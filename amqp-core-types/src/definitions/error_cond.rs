use std::fmt::Display;

use amqp_value::{primitives::Symbol, Value};

use super::{AmqpError, ConnectionError};

/// The condition of an [`Error`](super::Error)
#[derive(Debug, Clone, PartialEq, Eq, Hash)]
#[allow(missing_docs)]
pub enum ErrorCondition {
    AmqpError(AmqpError),
    ConnectionError(ConnectionError),
    Custom(Symbol),
}

impl ErrorCondition {
    /// The symbol carried on the wire
    pub fn as_str(&self) -> &str {
        match self {
            ErrorCondition::AmqpError(err) => err.as_str(),
            ErrorCondition::ConnectionError(err) => err.as_str(),
            ErrorCondition::Custom(symbol) => symbol.as_str(),
        }
    }
}

impl Display for ErrorCondition {
    fn fmt(&self, f: &mut std::fmt::Formatter<'_>) -> std::fmt::Result {
        f.write_str(self.as_str())
    }
}

impl From<&str> for ErrorCondition {
    fn from(value: &str) -> Self {
        let value = match AmqpError::try_from(value) {
            Ok(err) => return ErrorCondition::AmqpError(err),
            Err(value) => value,
        };
        match ConnectionError::try_from(value) {
            Ok(err) => ErrorCondition::ConnectionError(err),
            Err(value) => ErrorCondition::Custom(Symbol::from(value)),
        }
    }
}

impl From<Symbol> for ErrorCondition {
    fn from(value: Symbol) -> Self {
        ErrorCondition::from(value.as_str())
    }
}

impl From<&ErrorCondition> for Value {
    fn from(value: &ErrorCondition) -> Self {
        Value::Symbol(Symbol::from(value.as_str()))
    }
}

========================================

#### [AIM OF THE TASK]
Using the entries above, give back exactly the line containing "impl Display for", the line containing "ErrorCondition::from(value.as_str())", and every line between them, and nothing else.

#### [SOLUTION TO THIS TASK]
impl Display for ErrorCondition {
    fn fmt(&self, f: &mut std::fmt::Formatter<'_>) -> std::fmt::Result {
        f.write_str(self.as_str())
    }
}

impl From<&str> for ErrorCondition {
    fn from(value: &str) -> Self {
        let value = match AmqpError::try_from(value) {
            Ok(err) => return ErrorCondition::AmqpError(err),
            Err(value) => value,
        };
        match ConnectionError::try_from(value) {
            Ok(err) => ErrorCondition::ConnectionError(err),
            Err(value) => ErrorCondition::Custom(Symbol::from(value)),
        }
    }
}

impl From<Symbol> for ErrorCondition {
    fn from(value: Symbol) -> Self {
        ErrorCondition::from(value.as_str())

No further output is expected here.